Costs & Finance

How Much Do Solar Panels Cost in NZ?

How Much Do Solar Panels Cost in NZ?

A fully installed solar system in New Zealand costs roughly $1.70 to $2.00 per watt in 2025, which puts a typical 5kW system at about $9,000 to $12,000 and a larger 8kW to 10kW system at around $14,000 to $20,000, fully installed and switched on. Add a battery and you're looking at another $8,000 to $16,000 depending on size. Those figures line up with installer pricing across the country and with the cost data EECA and MBIE have published on residential solar. The single most useful number to carry in your head is that per-watt price: under $2.00 a watt for a straightforward roof is a fair, competitive deal in today's market. Much above that and you should be asking why. Below, we break down exactly where every dollar goes, what changes the price, and how to tell an honest quote from an inflated one.

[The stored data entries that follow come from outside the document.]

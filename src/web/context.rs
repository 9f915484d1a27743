//! Per-request context threaded through the handler chain.

use std::sync::Arc;

use chrono::{DateTime, Utc};
use tokio::time::Instant;
use userhub_auth::Claims;
use uuid::Uuid;

/// Request metadata written once when the request enters the app.
#[derive(Debug, Clone, PartialEq, Eq)]
pub struct Values {
    pub trace_id: Uuid,
    pub now: DateTime<Utc>,
}

impl Values {
    pub fn new() -> Self {
        Self {
            trace_id: Uuid::new_v4(),
            now: Utc::now(),
        }
    }
}

impl Default for Values {
    fn default() -> Self {
        Self::new()
    }
}

/// Immutable bag of request-scoped data. Middleware derive a new context
/// with [`Context::with_claims`] rather than mutating the one they were given.
#[derive(Debug, Clone, Default)]
pub struct Context {
    values: Option<Arc<Values>>,
    claims: Option<Arc<Claims>>,
    deadline: Option<Instant>,
}

impl Context {
    pub fn new(values: Values, deadline: Option<Instant>) -> Self {
        Self {
            values: Some(Arc::new(values)),
            claims: None,
            deadline,
        }
    }

    /// A context with no request values, claims or deadline, for work that
    /// does not originate from a request.
    pub fn background() -> Self {
        Self::default()
    }

    pub fn values(&self) -> Option<&Values> {
        self.values.as_deref()
    }

    pub fn claims(&self) -> Option<&Claims> {
        self.claims.as_deref()
    }

    pub fn deadline(&self) -> Option<Instant> {
        self.deadline
    }

    pub fn with_claims(self, claims: Claims) -> Self {
        Self {
            claims: Some(Arc::new(claims)),
            ..self
        }
    }

    pub fn with_deadline(self, deadline: Instant) -> Self {
        Self {
            deadline: Some(deadline),
            ..self
        }
    }
}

The short version: what solar actually costs in 2025

Most New Zealand homes end up with a system between 4kW and 10kW. Here's the realistic installed pricing band you should expect, before any battery:

  • 3kW (small home, modest daytime use): roughly $6,500 to $8,500
  • 5kW (the most common size): roughly $9,000 to $12,000
  • 6.6kW (popular sweet spot for families): roughly $11,000 to $14,000
  • 8kW (larger home, EV, heat pumps): roughly $13,000 to $17,000
  • 10kW (big roof, high consumption): roughly $16,000 to $20,000

Notice that bigger systems get more cost-effective per watt. That's the most important pricing dynamic in solar, and we'll come back to it. A 3kW system might cost $2.40 a watt, while a 10kW system on the same roof drops closer to $1.70 a watt, because a lot of the cost is fixed regardless of system size.

If you'd like the live, up-to-date per-watt figure rather than a snapshot, we keep a running breakdown over here: the current cost per watt for NZ installations.

Why this matters more in New Zealand than people think

New Zealand homes have a particular relationship with power bills. Many of our houses are under-insulated by international standards, we lean hard on electric heating through winter, and our power prices have climbed steadily. Stats NZ consumer price data has shown household electricity costs rising well ahead of general inflation over the past decade.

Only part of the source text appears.